Simplifying the Development of a Reprocessing System for an LFTR

Chemical reprocessing of nuclear fuel is at the basis of a closed nuclear cycle. We don't think about it too much in the United States because we just don't reprocess nuclear fuel! Hence, our spent fuel builds up and people wring their hands about the "unsolved problem of nuclear waste". In other countries, like France and Japan, where spent fuel is reprocessed, things aren't too much better. Because thanks to the fact that you can't sustain the "burning" of natural uranium in thermal-spectrum reactors, separated fuel can only get you so far. But they stockpile it waiting for the glorious day of liquid-metal fast breeder reactors that the nuclear industry has been promising for fifty years. (a day I hope will never come!!!)

You just can't choose a nuclear fuel, or a fuel cycle, without thinking about how to reprocess the fuel. That's how we got in the mess we're in in the first place. Fortunately, when the "Oak Ridge boys" were thinking up liquid-fluoride reactors back in the 1950s, reprocessing was a key consideration and they came up with very attractive ways to do it. Their first and fundamental advantage was the fact they were dealing with a fuel already in fluid form. That immediately eliminated all the complicated steps you have to go through with solid fuel: chopping, decladding, dissolution in nitric acid--and that's just the front end--then reconstitution of the fuel, which usually implies remote fuel fabrication because you've still got a lot more radioactivity in the fuel than fresh fuel.

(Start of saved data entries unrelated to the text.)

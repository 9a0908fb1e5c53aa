/// Build script for algoviz
/// Embeds the source revision shown by `algoviz version`

fn main() {
    println!("cargo:rerun-if-changed=Cargo.toml");
    println!("cargo:rerun-if-changed=.git/HEAD");

    if let Ok(output) = std::process::Command::new("git")
        .args(["rev-parse", "--short", "HEAD"])
        .output()
    {
        if output.status.success() {
            if let Ok(hash) = String::from_utf8(output.stdout) {
                println!("cargo:rustc-env=ALGOVIZ_GIT_HASH={}", hash.trim());
            }
        }
    }
}
//! Virtual playback clock.
//!
//! The controller never reads wall time. Drivers (tokio, the TUI loop,
//! tests) push elapsed time in, which keeps playback deterministic.

use serde::{Deserialize, Serialize};

use crate::engine::PlaybackTime;

/// Monotonic virtual clock.
#[derive(Debug, Clone, Default, Serialize, Deserialize)]
pub struct PlaybackClock {
    /// Current time.
    current: PlaybackTime,
    /// Number of times the clock moved forward.
    ticks: u64,
}

impl PlaybackClock {
    /// Create a clock at the origin.
    #[must_use]
    pub const fn new() -> Self {
        Self {
            current: PlaybackTime::ZERO,
            ticks: 0,
        }
    }

    /// Get current time.
    #[must_use]
    pub const fn now(&self) -> PlaybackTime {
        self.current
    }

    /// Get how often the clock moved forward.
    #[must_use]
    pub const fn ticks(&self) -> u64 {
        self.ticks
    }

    /// Advance by a duration in milliseconds.
    ///
    /// Returns the new time.
    pub fn advance_by(&mut self, millis: u64) -> PlaybackTime {
        self.advance_to(self.current.add_millis(millis))
    }

    /// Advance to `target`. Earlier targets leave the clock untouched.
    ///
    /// Returns the new time.
    pub fn advance_to(&mut self, target: PlaybackTime) -> PlaybackTime {
        if target > self.current {
            self.current = target;
            self.ticks += 1;
        }
        self.current
    }

    /// Calculate time until a deadline.
    #[must_use]
    pub const fn millis_until(&self, deadline: PlaybackTime) -> u64 {
        self.current.millis_until(deadline)
    }
}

So all those problems were solved from the beginning, just by working with fluid fuel. But you still needed to get through the basic steps of reprocessing, which is, you exploit chemical and physical differences in the materials in the spent fuel to separate out the things you want from the things you don't want.

I've talked previously about the simple steps of fluorination and distillation that liquid-fluoride reprocessing was based on. Fluorination is especially clever--you take advantage of the fact that uranium will absorb more fluorine to go from a tetrafluoride (four fluorine atoms) to a hexafluoride (six fluorine atoms) and in that conversion, will become gaseous. It's an incredibly nice feature for trying to separate uranium out from just about anything else (assuming all the other stuff won't do the same trick).

Fluorination works especially well in our core salt of LiF-BeF2-UF4. When you want to get the uranium out, you bubble fluorine gas through the salt. The lithium won't take any more--it's perfectly happy with its one fluorine atom. Neither will the beryllium--it's happy with two. But the uranium says "more fluorine? I'm outta here!" and converts to the gaseous hexafluoride state, leaving you with just LiF-BeF2.

Now after we run an LFTR for awhile, the core salt will contain not only LiF, BeF2, and UF4, but will contain a number of fission product fluorides generated from the fission of U-233. These fission products are responsible for nearly all the radiation levels in the reactor (when it's shut down) and they are the materials that pose the greatest biological hazard if released. They also can increasingly interfere with continued nuclear operation, because some of them tend to absorb neutrons that would otherwise be going towards fission or conversion of thorium to uranium. So we want then out.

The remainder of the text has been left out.